As urban dwellers scramble for affordable living space, apartment sizes are generally shrinking. The prices, however, are not. In Manhattan, for example, 800 sq. ft. (74 sq.m) can easily eat up a million dollars.

Driven by this reality, residents of urban centers across North America are trying to squeeze into the smallest spaces they can to keep their downtown addresses. And they need to use their space creatively.

Designers are answering the call with mind-boggling space solutions. Here are a few that could make your 632 sq. ft. (56 sq. m) condo feel almost spacious:

  • Movable walls – Sitting less than an inch off the ground, these are attached to runners on stationary walls. They can be moved around like furniture to create rooms at will. IKEA is currently testing them on Swedish families.
  • Sliding pantry – This extremely narrow rack is on wheels or sliding tracks and fits into otherwise unused space, like the gap between your cabinets and refrigerator. Slide it out, grab a can, and push it back.
  • Drawer stairs – Why waste all that space under the stairs? Efficient designers have converted each step into a drawer.
  • Picture frame table – Your large wall hanging is no longer just art. It’s also the dining room table. A hinge on the bottom allows you to pull the top away from the wall, making it parallel to the floor. Legs snap into place along the frame’s sides and fold out to reach the floor. Voila…dinnertime!
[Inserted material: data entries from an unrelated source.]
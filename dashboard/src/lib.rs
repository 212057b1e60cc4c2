//! Media dashboard server: settings apply protocol, readiness gate,
//! onboarding wizard and initialization poller.

pub mod app;
pub mod apply;
pub mod background;
pub mod config;
pub mod gate;
pub mod server;
pub mod shutdown;
pub mod wizard;

mod bootstrap;

pub use bootstrap::{data_dir, init_foundation, load_dotenv};
use axum::{
    Json, Router, middleware,
    extract::State,
    routing::get,
};
use serde_json::{Value, json};
use settings_schema::ConfigCategory;
use tower_http::cors::CorsLayer;

use super::api;
use super::middleware::{initialization_guard, readiness_gate};
use crate::app::SharedState;

/// Create the axum router with all routes.
pub fn create_router(state: SharedState) -> Router {
    Router::new()
        // --- Core ---
        .route("/status", get(status_handler))
        .route("/health", get(health_handler))
        // --- Services & settings ---
        .route("/api/services", get(api::services::list_services))
        .route("/api/settings/{category}", get(api::settings::get_settings).post(api::settings::apply_settings))
        // --- Onboarding ---
        .route("/onboarding", get(api::onboarding::entry))
        .route("/onboarding/{step}", get(api::onboarding::get_step).post(api::onboarding::submit_step))
        // --- Main entry point ---
        .route("/", get(index_handler))
        // --- Middleware (last added runs first) ---
        .layer(middleware::from_fn_with_state(state.clone(), readiness_gate))
        .layer(middleware::from_fn_with_state(state.clone(), initialization_guard))
        .layer(CorsLayer::permissive())
        .with_state(state)
}

async fn status_handler() -> Json<Value> {
    Json(json!({
        "status": "ok",
        "version": env!("CARGO_PKG_VERSION"),
    }))
}

async fn health_handler(State(state): State<SharedState>) -> Json<Value> {
    Json(json!({ "initialized": state.is_initialized() }))
}

async fn index_handler() -> Json<Value> {
    let categories: Vec<Value> = ConfigCategory::ALL
        .into_iter()
        .map(|c| json!({ "category": c, "label": c.label(), "settings": format!("/api/settings/{c}") }))
        .collect();
    Json(json!({ "status": "ok", "categories": categories }))
}
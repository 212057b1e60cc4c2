use std::path::PathBuf;

use dashboard_db::Database;

use crate::config::AppConfig;

/// Determine the data directory for the application.
/// Priority: DASHBOARD_DATA_DIR env var > ~/.media-dashboard
pub fn data_dir() -> PathBuf {
    if let Ok(dir) = std::env::var("DASHBOARD_DATA_DIR") {
        if !dir.is_empty() {
            return PathBuf::from(dir);
        }
    }
    dirs::home_dir()
        .unwrap_or_else(|| PathBuf::from("."))
        .join(".media-dashboard")
}

/// Load .env from multiple candidate paths.
pub fn load_dotenv() {
    let candidates = [".env", "../.env", "../../.env"];
    for path in &candidates {
        if dotenvy::from_filename(path).is_ok() {
            tracing::info!("Loaded .env from: {path}");
            return;
        }
    }
    tracing::info!("No .env file found, using system environment variables");
}

/// Foundation init (fatal on error): environment, data directory, local
/// state database, runtime config.
pub fn init_foundation() -> Result<(Database, AppConfig), anyhow::Error> {
    load_dotenv();
    let dir = data_dir();
    std::fs::create_dir_all(&dir)?;

    let db_path = dir.join("local.db");
    tracing::info!("Opening database at {}", db_path.display());
    let db = Database::open(&db_path)?;

    let config = AppConfig::load();

    match db.initialized_at() {
        Ok(Some(at)) => tracing::info!("Backend initialization recorded at {at}"),
        Ok(None) => tracing::info!("Backend not yet initialized, health polling will run"),
        Err(e) => tracing::warn!("Failed to read initialization flag: {e}"),
    }

    tracing::info!(
        "Settings loaded (port={}, backend={})",
        config.server_port,
        config.backend_url
    );
    Ok((db, config))
}
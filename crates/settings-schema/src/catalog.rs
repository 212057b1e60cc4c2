//! Static service catalog shared by every component.
//!
//! One row per [`ServiceName`]: owning category, display label, how an
//! apply decides whether the service is affected, and which readiness
//! checks require it. The gate's requirement and the wizard's per-step
//! requirements are both derived from this table.

use std::fmt;
use std::str::FromStr;

use serde::{Deserialize, Serialize};

use crate::TransformError;

/// A partition of the configuration document edited as one unit.
#[derive(Debug, Clone, Copy, PartialEq, Eq, Hash, PartialOrd, Ord, Serialize, Deserialize)]
#[serde(rename_all = "snake_case")]
pub enum ConfigCategory {
    General,
    MediaServer,
    Content,
    Scrapers,
}

impl ConfigCategory {
    pub const ALL: [ConfigCategory; 4] = [
        ConfigCategory::General,
        ConfigCategory::MediaServer,
        ConfigCategory::Content,
        ConfigCategory::Scrapers,
    ];

    /// Top-level key of this category in the backend document.
    pub fn as_str(self) -> &'static str {
        match self {
            ConfigCategory::General => "general",
            ConfigCategory::MediaServer => "media_server",
            ConfigCategory::Content => "content",
            ConfigCategory::Scrapers => "scrapers",
        }
    }

    pub fn label(self) -> &'static str {
        match self {
            ConfigCategory::General => "General",
            ConfigCategory::MediaServer => "Media server",
            ConfigCategory::Content => "Content",
            ConfigCategory::Scrapers => "Scrapers",
        }
    }

    /// Catalog rows owned by this category.
    pub fn services(self) -> impl Iterator<Item = &'static ServiceEntry> {
        CATALOG.iter().filter(move |e| e.category == self)
    }
}

impl fmt::Display for ConfigCategory {
    fn fmt(&self, f: &mut fmt::Formatter<'_>) -> fmt::Result {
        f.write_str(self.as_str())
    }
}

impl FromStr for ConfigCategory {
    type Err = TransformError;

    fn from_str(s: &str) -> Result<Self, Self::Err> {
        ConfigCategory::ALL
            .into_iter()
            .find(|c| c.as_str() == s)
            .ok_or_else(|| TransformError::UnknownCategory(s.to_string()))
    }
}

/// Identifier of one configurable backend capability.
///
/// Variant order matches [`CATALOG`] row order.
#[derive(Debug, Clone, Copy, PartialEq, Eq, Hash, PartialOrd, Ord, Serialize, Deserialize)]
pub enum ServiceName {
    #[serde(rename = "core")]
    Core,
    #[serde(rename = "symlink")]
    Symlink,
    #[serde(rename = "symlinklibrary")]
    SymlinkLibrary,
    #[serde(rename = "realdebrid")]
    RealDebrid,
    #[serde(rename = "alldebrid")]
    AllDebrid,
    #[serde(rename = "torbox")]
    Torbox,
    #[serde(rename = "plexlibrary")]
    PlexLibrary,
    #[serde(rename = "plexupdater")]
    PlexUpdater,
    #[serde(rename = "jellyfinupdater")]
    JellyfinUpdater,
    #[serde(rename = "embyupdater")]
    EmbyUpdater,
    #[serde(rename = "overseerr")]
    Overseerr,
    #[serde(rename = "plex_watchlist")]
    PlexWatchlist,
    #[serde(rename = "mdblist")]
    Mdblist,
    #[serde(rename = "listrr")]
    Listrr,
    #[serde(rename = "trakt")]
    Trakt,
    #[serde(rename = "scraping")]
    Scraping,
    #[serde(rename = "torrentio")]
    Torrentio,
    #[serde(rename = "knightcrawler")]
    Knightcrawler,
    #[serde(rename = "jackett")]
    Jackett,
    #[serde(rename = "prowlarr")]
    Prowlarr,
    #[serde(rename = "orionoid")]
    Orionoid,
    #[serde(rename = "mediafusion")]
    Mediafusion,
    #[serde(rename = "zilean")]
    Zilean,
}

impl ServiceName {
    pub fn entry(self) -> &'static ServiceEntry {
        &CATALOG[self as usize]
    }

    /// Wire name used by the backend.
    pub fn as_str(self) -> &'static str {
        self.entry().wire
    }

    pub fn label(self) -> &'static str {
        self.entry().label
    }

    pub fn category(self) -> ConfigCategory {
        self.entry().category
    }
}

impl fmt::Display for ServiceName {
    fn fmt(&self, f: &mut fmt::Formatter<'_>) -> fmt::Result {
        f.write_str(self.as_str())
    }
}

impl FromStr for ServiceName {
    type Err = TransformError;

    fn from_str(s: &str) -> Result<Self, Self::Err> {
        CATALOG
            .iter()
            .find(|e| e.wire == s)
            .map(|e| e.service)
            .ok_or_else(|| TransformError::UnknownService(s.to_string()))
    }
}

/// When an apply of the owning category expects this service to (re)initialize.
///
/// Applying a whole view treats [`Activation::Section`] like
/// [`Activation::Always`]. Applying changes against a base only expects
/// `Section` and `Toggle` services whose section has a changed key.
#[derive(Debug, Clone, Copy, PartialEq, Eq)]
pub enum Activation {
    /// Every apply of the category touches the service.
    Always,
    /// Only when a key under this category-relative dotted prefix changes.
    Section(&'static str),
    /// Only when the boolean at this category-relative dotted key is `true`.
    Toggle(&'static str),
}

/// One catalog row.
#[derive(Debug, Clone, Copy)]
pub struct ServiceEntry {
    pub service: ServiceName,
    pub wire: &'static str,
    pub category: ConfigCategory,
    pub label: &'static str,
    pub activation: Activation,
    /// Must be initialized before the wizard moves past this category's step.
    pub step_required: bool,
    /// Must be initialized before the main application is reachable.
    pub gate_required: bool,
}

const fn row(
    service: ServiceName,
    wire: &'static str,
    category: ConfigCategory,
    label: &'static str,
    activation: Activation,
    step_required: bool,
    gate_required: bool,
) -> ServiceEntry {
    ServiceEntry {
        service,
        wire,
        category,
        label,
        activation,
        step_required,
        gate_required,
    }
}

use Activation::{Always, Section, Toggle};
use ConfigCategory::{Content, General, MediaServer, Scrapers};

pub static CATALOG: &[ServiceEntry] = &[
    row(ServiceName::Core, "core", General, "Core", Always, false, false),
    row(ServiceName::Symlink, "symlink", General, "Symlinker", Section("symlink"), true, true),
    row(ServiceName::SymlinkLibrary, "symlinklibrary", General, "Symlink library", Section("symlink"), true, true),
    row(ServiceName::RealDebrid, "realdebrid", General, "Real-Debrid", Toggle("downloaders.real_debrid.enabled"), false, false),
    row(ServiceName::AllDebrid, "alldebrid", General, "AllDebrid", Toggle("downloaders.all_debrid.enabled"), false, false),
    row(ServiceName::Torbox, "torbox", General, "TorBox", Toggle("downloaders.torbox.enabled"), false, false),
    row(ServiceName::PlexLibrary, "plexlibrary", MediaServer, "Plex library", Always, true, false),
    row(ServiceName::PlexUpdater, "plexupdater", MediaServer, "Plex updater", Always, false, false),
    row(ServiceName::JellyfinUpdater, "jellyfinupdater", MediaServer, "Jellyfin updater", Toggle("jellyfin.enabled"), false, false),
    row(ServiceName::EmbyUpdater, "embyupdater", MediaServer, "Emby updater", Toggle("emby.enabled"), false, false),
    row(ServiceName::Overseerr, "overseerr", Content, "Overseerr", Toggle("overseerr.enabled"), false, false),
    row(ServiceName::PlexWatchlist, "plex_watchlist", Content, "Plex watchlist", Toggle("plex_watchlist.enabled"), false, false),
    row(ServiceName::Mdblist, "mdblist", Content, "MDBList", Toggle("mdblist.enabled"), false, false),
    row(ServiceName::Listrr, "listrr", Content, "Listrr", Toggle("listrr.enabled"), false, false),
    row(ServiceName::Trakt, "trakt", Content, "Trakt", Toggle("trakt.enabled"), false, false),
    row(ServiceName::Scraping, "scraping", Scrapers, "Scraping", Always, true, false),
    row(ServiceName::Torrentio, "torrentio", Scrapers, "Torrentio", Toggle("torrentio.enabled"), false, false),
    row(ServiceName::Knightcrawler, "knightcrawler", Scrapers, "Knightcrawler", Toggle("knightcrawler.enabled"), false, false),
    row(ServiceName::Jackett, "jackett", Scrapers, "Jackett", Toggle("jackett.enabled"), false, false),
    row(ServiceName::Prowlarr, "prowlarr", Scrapers, "Prowlarr", Toggle("prowlarr.enabled"), false, false),
    row(ServiceName::Orionoid, "orionoid", Scrapers, "Orionoid", Toggle("orionoid.enabled"), false, false),
    row(ServiceName::Mediafusion, "mediafusion", Scrapers, "MediaFusion", Toggle("mediafusion.enabled"), false, false),
    row(ServiceName::Zilean, "zilean", Scrapers, "Zilean", Toggle("zilean.enabled"), false, false),
];
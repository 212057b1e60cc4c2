use serde::Serialize;
use url::Url;

use super::*;

impl BackendClient {
    /// Execute a GET request. Returns the body of a 2xx response.
    pub(super) async fn get_text(&self, url: Url) -> Result<String, BackendError> {
        let resp = self.http.get(url.clone()).send().await?;
        Self::read_body(url, resp).await
    }

    /// Execute a POST request with a JSON body.
    pub(super) async fn post_json(
        &self,
        url: Url,
        body: &impl Serialize,
    ) -> Result<String, BackendError> {
        let resp = self.http.post(url.clone()).json(body).send().await?;
        Self::read_body(url, resp).await
    }

    /// Execute a POST request with no body.
    pub(super) async fn post_empty(&self, url: Url) -> Result<String, BackendError> {
        let resp = self.http.post(url.clone()).send().await?;
        Self::read_body(url, resp).await
    }

    async fn read_body(url: Url, resp: reqwest::Response) -> Result<String, BackendError> {
        let status = resp.status();
        let body = resp.text().await?;

        if !status.is_success() {
            tracing::debug!(url = %url, status = status.as_u16(), "Backend returned error status");
            return Err(BackendError::Status {
                status: status.as_u16(),
                message: body,
            });
        }

        Ok(body)
    }
}
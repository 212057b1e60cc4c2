//! Per-category settings structures.
//!
//! Every struct is `#[serde(default, deny_unknown_fields)]`: absent keys take
//! their documented default and unexpected keys fail deserialization.

mod content;
mod general;
mod media_server;
mod scrapers;

pub use content::{ContentSettings, ListrrSettings, MdblistSettings, OverseerrSettings, PlexWatchlistSettings, TraktSettings};
pub use general::{DebridSettings, DownloaderSettings, GeneralSettings, SymlinkSettings};
pub use media_server::{MediaServerSettings, PlexSettings, UpdaterSettings};
pub use scrapers::{
    JackettSettings, KnightcrawlerSettings, MediafusionSettings, OrionoidSettings,
    ProwlarrSettings, ScraperSettings, TorrentioSettings, ZileanSettings,
};
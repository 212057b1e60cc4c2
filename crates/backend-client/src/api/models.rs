//! Wire shapes of backend responses.

use serde::{Deserialize, Serialize};
use serde_json::{Map, Value};
use settings_schema::ServiceStatusMap;

/// `{ "data": ... }` envelope used by the settings endpoints.
#[derive(Debug, Deserialize)]
pub struct DataEnvelope<T> {
    pub data: T,
}

/// Response of `GET /services`.
#[derive(Debug, Deserialize)]
pub struct ServicesResponse {
    #[serde(default)]
    pub success: bool,
    #[serde(default)]
    pub data: Map<String, Value>,
}

/// Response of `GET /health`. `message` is `true` once fully initialized.
#[derive(Debug, Clone, Copy, Serialize, Deserialize)]
pub struct HealthResponse {
    pub message: bool,
}

/// Interpreted response of `POST /settings/set`.
#[derive(Debug, Clone, PartialEq)]
pub struct SetOutcome {
    /// Backend's own overall verdict.
    pub success: bool,
    /// Status of the services the backend tried to (re)initialize.
    pub statuses: ServiceStatusMap,
}

impl SetOutcome {
    pub(crate) fn from_data(data: &Map<String, Value>) -> Self {
        Self {
            success: data.get("success").and_then(Value::as_bool).unwrap_or(false),
            statuses: ServiceStatusMap::from_wire(data),
        }
    }
}
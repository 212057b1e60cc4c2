//! Onboarding wizard: one apply step per configuration category, in order.
//!
//! The persisted cursor is the highest step completed with every earlier step
//! also completed. Reaching a step needs the cursor past the previous step
//! and the step-required services of all earlier steps initialized right now.

use backend_client::{BackendClient, BackendError};
use dashboard_db::{Database, DbError};
use serde::Serialize;
use settings_schema::{ConfigCategory, FieldMap, ReadinessRequirement};

use crate::apply::{ApplyError, ApplyResult, SettingsCoordinator};
use crate::gate::ONBOARDING_PATH;

/// Categories in wizard order; step `i` edits `WIZARD_STEPS[i - 1]`.
pub const WIZARD_STEPS: [ConfigCategory; 4] = ConfigCategory::ALL;

/// Main entry point, reached once every step is done.
pub const MAIN_PATH: &str = "/";

/// A 1-based wizard step.
#[derive(Debug, Clone, Copy, PartialEq, Eq, PartialOrd, Ord, Serialize)]
#[serde(transparent)]
pub struct WizardStep(u8);

impl WizardStep {
    pub const COUNT: u8 = WIZARD_STEPS.len() as u8;

    pub fn new(index: u8) -> Result<Self, WizardError> {
        if (1..=Self::COUNT).contains(&index) {
            Ok(Self(index))
        } else {
            Err(WizardError::StepOutOfRange(index))
        }
    }

    pub fn first() -> Self {
        Self(1)
    }

    pub fn index(self) -> u8 {
        self.0
    }

    pub fn category(self) -> ConfigCategory {
        WIZARD_STEPS[usize::from(self.0 - 1)]
    }

    /// Services that must be initialized before moving past this step.
    pub fn requirement(self) -> ReadinessRequirement {
        ReadinessRequirement::for_step(self.category())
    }

    pub fn path(self) -> String {
        format!("{ONBOARDING_PATH}/{}", self.0)
    }

    /// Steps before this one, in order.
    pub fn earlier(self) -> impl Iterator<Item = WizardStep> {
        (1..self.0).map(WizardStep)
    }

    pub fn next(self) -> WizardState {
        WizardState::from_cursor(self.0)
    }
}

#[derive(Debug, Clone, Copy, PartialEq, Eq)]
pub enum WizardState {
    Step(WizardStep),
    Done,
}

impl WizardState {
    /// State following the highest completed step.
    pub fn from_cursor(cursor: u8) -> Self {
        if cursor >= WizardStep::COUNT {
            WizardState::Done
        } else {
            WizardState::Step(WizardStep(cursor + 1))
        }
    }

    pub fn path(self) -> String {
        match self {
            WizardState::Step(step) => step.path(),
            WizardState::Done => MAIN_PATH.to_string(),
        }
    }
}

#[derive(Debug, Clone, Copy, PartialEq, Eq)]
pub enum StepAccess {
    Allowed,
    /// Earliest step that is not complete.
    Redirect(WizardStep),
}

/// Result of submitting a step and where the wizard goes next.
#[derive(Debug, Clone, PartialEq, Eq)]
pub struct StepOutcome {
    pub result: ApplyResult,
    pub next: WizardState,
}

#[derive(Debug, thiserror::Error)]
pub enum WizardError {
    #[error(transparent)]
    Apply(#[from] ApplyError),

    #[error("local state error: {0}")]
    Store(#[from] DbError),

    #[error("backend unavailable: {0}")]
    Backend(#[from] BackendError),

    #[error("no wizard step {0}")]
    StepOutOfRange(u8),
}

pub struct WizardController {
    db: Database,
    backend: BackendClient,
    coordinator: SettingsCoordinator,
}

impl WizardController {
    pub fn new(db: Database, backend: BackendClient, coordinator: SettingsCoordinator) -> Self {
        Self {
            db,
            backend,
            coordinator,
        }
    }

    pub fn cursor(&self) -> Result<u8, WizardError> {
        Ok(self.db.wizard_cursor()?.min(WizardStep::COUNT))
    }

    pub fn current(&self) -> Result<WizardState, WizardError> {
        Ok(WizardState::from_cursor(self.cursor()?))
    }

    /// Where the wizard entry point leads. A finished wizard is re-checked
    /// against fresh status: a required service that stopped initializing
    /// after setup sends the user back to the earliest step that needs it.
    pub async fn resume(&self) -> Result<WizardState, WizardError> {
        let current = self.current()?;
        if current != WizardState::Done {
            return Ok(current);
        }

        let status = self.backend.services().await?;
        let failing = (1..=WizardStep::COUNT)
            .map(WizardStep)
            .find(|step| !step.requirement().is_satisfied_by(&status));
        let reopened = match failing {
            Some(step) => Some(step),
            None if !ReadinessRequirement::main_gate().is_satisfied_by(&status) => Some(WizardStep::first()),
            None => None,
        };

        Ok(match reopened {
            Some(step) => {
                tracing::info!(
                    step = step.index(),
                    unmet = ?step.requirement().unmet(&status),
                    "Completed wizard reopened"
                );
                WizardState::Step(step)
            }
            None => WizardState::Done,
        })
    }

    /// Whether `step` may be shown, checked against a fresh status map.
    pub async fn check_access(&self, step: WizardStep) -> Result<StepAccess, WizardError> {
        if step == WizardStep::first() {
            return Ok(StepAccess::Allowed);
        }
        let cursor = self.cursor()?;
        let status = self.backend.services().await?;

        let blocked = step
            .earlier()
            .find(|earlier| earlier.index() > cursor || !earlier.requirement().is_satisfied_by(&status));
        Ok(match blocked {
            Some(earlier) => {
                tracing::debug!(
                    step = step.index(),
                    cursor,
                    redirect = earlier.index(),
                    unmet = ?earlier.requirement().unmet(&status),
                    "Wizard step not reachable"
                );
                StepAccess::Redirect(earlier)
            }
            None => StepAccess::Allowed,
        })
    }

    /// Move the cursor for the outcome of an apply at `step`.
    pub fn record(&self, step: WizardStep, result: &ApplyResult) -> Result<WizardState, WizardError> {
        let cursor = self.cursor()?;
        let updated = if result.succeeded {
            cursor.max(step.index())
        } else {
            cursor.min(step.index() - 1)
        };
        if updated != cursor {
            self.db.set_wizard_cursor(updated)?;
        }
        Ok(if result.succeeded {
            step.next()
        } else {
            WizardState::Step(step)
        })
    }

    /// Apply the form submitted at `step` and advance on success.
    pub async fn submit(&self, step: WizardStep, fields: &FieldMap) -> Result<StepOutcome, WizardError> {
        let required = step.requirement().services;
        let result = self
            .coordinator
            .apply_form(step.category(), fields, &required)
            .await?;
        let next = self.record(step, &result)?;

        if result.succeeded {
            tracing::info!(step = step.index(), next = %next.path(), "Wizard step completed");
        } else {
            tracing::info!(
                step = step.index(),
                failed = ?result.failed_services,
                "Wizard step rejected"
            );
        }
        Ok(StepOutcome { result, next })
    }
}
Online Estimates: Informative or Misleading?  

Online real estate information sites are routinely used by homeowners, home buyers, real estate agents, and developers as gauges of a home’s market value.

Some of these sites use automated valuation models (AVMs) to provide information on estimated market value, usually for homes currently on the market. The information is available on many home search websites across North America.

AVMs are often proprietary, but generally these use algorithmic calculations that take into account characteristics such as square footage of both home and property, number of bedrooms and bathrooms, footprint of the structure, and property tax information and prior sales prices for nearby homes. The factors are weighted differently according to the specific geographical location.

Consumers often rely heavily on AVMs – sometimes too heavily. According to industry executives, some have median error rates of 8 percent. Of course, the accuracy of the information varies according to the individual website.

In fact, AVM error rates vary widely, and in some places they far exceed the national median. In large urban areas, as well as in desirable suburban and waterfront locales, AVM estimates may be off by tens of thousands of dollars in either direction. Sometimes online valuations are higher than actual on-the-ground selling prices, and sometimes they are significantly lower.

There are several reasons why AVMs can be off. For one thing, an algorithm can’t determine the actual physical condition of a residence. Sometimes homes have specific characteristics that add to or detract from value, such as a poorly located bathroom, a tiny bedroom, an unusual layout, or an obstructed view. Moreover, AVMs don’t take into account title issues, such as concern over surveys or boundaries.

Many agree that AVMs can be a good place to start when you’re in the research stage of house hunting. However, once you’re in search mode, forewarned is forearmed: ask your real estate agent for more detailed comparatives.